As shown in Fig. 9, little filtering occurs from ~60 to 80 km, such that at *z* = 82 km (Figs. 10d and 10i) the regimes are largely unchanged from those at *z* = 60 km. By contrast, above 82 km the entire remaining propagation space is removed via critical levels within a 2-km vertical layer, so that at *z* = 84 km (Figs. 10f and 10k) not a single propagating harmonic remains. Again this result is in agreement with the observations in Fig. 6, which show large amplitudes at *z* ~ 78 km then rapid amplitude attenuation with height such that little or no wave activity is observed above 84 km.

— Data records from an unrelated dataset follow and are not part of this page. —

use serde::ser::{Serialize, SerializeMap, SerializeSeq, Serializer};
use std::fmt;

/// One cell of a stats file after coercion.
#[derive(Debug, Clone, PartialEq)]
pub enum Value {
    Number(serde_json::Number),
    Text(String),
    Null,
}

impl Value {
    pub fn is_null(&self) -> bool {
        matches!(self, Value::Null)
    }
}

impl fmt::Display for Value {
    fn fmt(&self, f: &mut fmt::Formatter<'_>) -> fmt::Result {
        match self {
            Value::Number(n) => write!(f, "{}", n),
            Value::Text(s) => f.write_str(s),
            Value::Null => Ok(()),
        }
    }
}

impl From<&str> for Value {
    fn from(s: &str) -> Self {
        Value::Text(s.to_string())
    }
}

impl From<i64> for Value {
    fn from(n: i64) -> Self {
        Value::Number(n.into())
    }
}

impl Serialize for Value {
    fn serialize<S: Serializer>(&self, serializer: S) -> Result<S::Ok, S::Error> {
        match self {
            Value::Number(n) => n.serialize(serializer),
            Value::Text(s) => serializer.serialize_str(s),
            Value::Null => serializer.serialize_none(),
        }
    }
}

/// Runs read from one or more stats files.
///
/// Column-oriented header plus row-major values: `rows[i][j]` belongs to
/// `columns[j]`. Every row has exactly `columns.len()` values and column names
/// are unique.
#[derive(Debug, Clone, Default, PartialEq)]
pub struct RunTable {
    columns: Vec<String>,
    rows: Vec<Vec<Value>>,
}

impl RunTable {
    /// Returns `None` if a row is ragged or a column name repeats.
    pub fn new(columns: Vec<String>, rows: Vec<Vec<Value>>) -> Option<Self> {
        let unique = columns
            .iter()
            .enumerate()
            .all(|(i, c)| !columns[..i].contains(c));
        if !unique || rows.iter().any(|r| r.len() != columns.len()) {
            return None;
        }
        Some(Self { columns, rows })
    }

    pub fn columns(&self) -> &[String] {
        &self.columns
    }

    pub fn rows(&self) -> &[Vec<Value>] {
        &self.rows
    }

    pub fn len(&self) -> usize {
        self.rows.len()
    }

    pub fn is_empty(&self) -> bool {
        self.rows.is_empty()
    }

    pub fn column_index(&self, name: &str) -> Option<usize> {
        self.columns.iter().position(|c| c == name)
    }

    pub fn get(&self, row: usize, column: &str) -> Option<&Value> {
        let idx = self.column_index(column)?;
        self.rows.get(row).map(|r| &r[idx])
    }

    /// Relabel column `idx`; values are untouched.
    pub(crate) fn rename_at(&mut self, idx: usize, name: &str) {
        self.columns[idx] = name.to_string();
    }

    pub(crate) fn drop_column_at(&mut self, idx: usize) {
        self.columns.remove(idx);
        for row in &mut self.rows {
            row.remove(idx);
        }
    }

    /// Keep only the columns for which `keep(name)` holds, preserving order.
    pub(crate) fn retain_columns(&mut self, mut keep: impl FnMut(&str) -> bool) {
        let mask: Vec<bool> = self.columns.iter().map(|c| keep(c)).collect();
        let mut it = mask.iter();
        self.columns.retain(|_| *it.next().unwrap_or(&false));
        for row in &mut self.rows {
            let mut it = mask.iter();
            row.retain(|_| *it.next().unwrap_or(&false));
        }
    }

    /// Replace (or append) column `name` with one value per row.
    pub(crate) fn set_column(&mut self, name: &str, values: Vec<Value>) {
        debug_assert_eq!(values.len(), self.rows.len());
        match self.column_index(name) {
            Some(idx) => {
                for (row, v) in self.rows.iter_mut().zip(values) {
                    row[idx] = v;
                }
            }
            None => {
                self.columns.push(name.to_string());
                for (row, v) in self.rows.iter_mut().zip(values) {
                    row.push(v);
                }
            }
        }
    }

    /// Append `other`'s rows. Columns are unioned in first-seen order and
    /// cells a table has no column for become `Null`.
    pub fn append(&mut self, other: RunTable) {
        for c in &other.columns {
            if self.column_index(c).is_none() {
                self.columns.push(c.clone());
                for row in &mut self.rows {
                    row.push(Value::Null);
                }
            }
        }
        let mapping: Vec<usize> = other
            .columns
            .iter()
            .filter_map(|c| self.column_index(c))
            .collect();
        for row in other.rows {
            let mut out = vec![Value::Null; self.columns.len()];
            for (v, &idx) in row.into_iter().zip(&mapping) {
                out[idx] = v;
            }
            self.rows.push(out);
        }
    }
}

/// Serializes as `[{column: value, ...}, ...]` in column order.
impl Serialize for RunTable {
    fn serialize<S: Serializer>(&self, serializer: S) -> Result<S::Ok, S::Error> {
        let mut seq = serializer.serialize_seq(Some(self.rows.len()))?;
        for row in &self.rows {
            seq.serialize_element(&RowRef {
                columns: &self.columns,
                values: row,
            })?;
        }
        seq.end()
    }
}

struct RowRef<'a> {
    columns: &'a [String],
    values: &'a [Value],
}

impl Serialize for RowRef<'_> {
    fn serialize<S: Serializer>(&self, serializer: S) -> Result<S::Ok, S::Error> {
        let mut map = serializer.serialize_map(Some(self.columns.len()))?;
        for (c, v) in self.columns.iter().zip(self.values) {
            map.serialize_entry(c, v)?;
        }
        map.end()
    }
}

We also noted earlier that the steep forward face of the near-overturning wave crest at *z* ~ 78 and ~40 km east of the island terrain in Fig. 6 resembled tropospheric models of three-dimensional orographic gravity wave breaking below a zero-wind line (e.g., Miranda and Valente 1997). Our work confirms that this is in fact the case here: that is, that the outbound RF23 transect observed orographic gravity wave breaking just below a critical level in the MLT.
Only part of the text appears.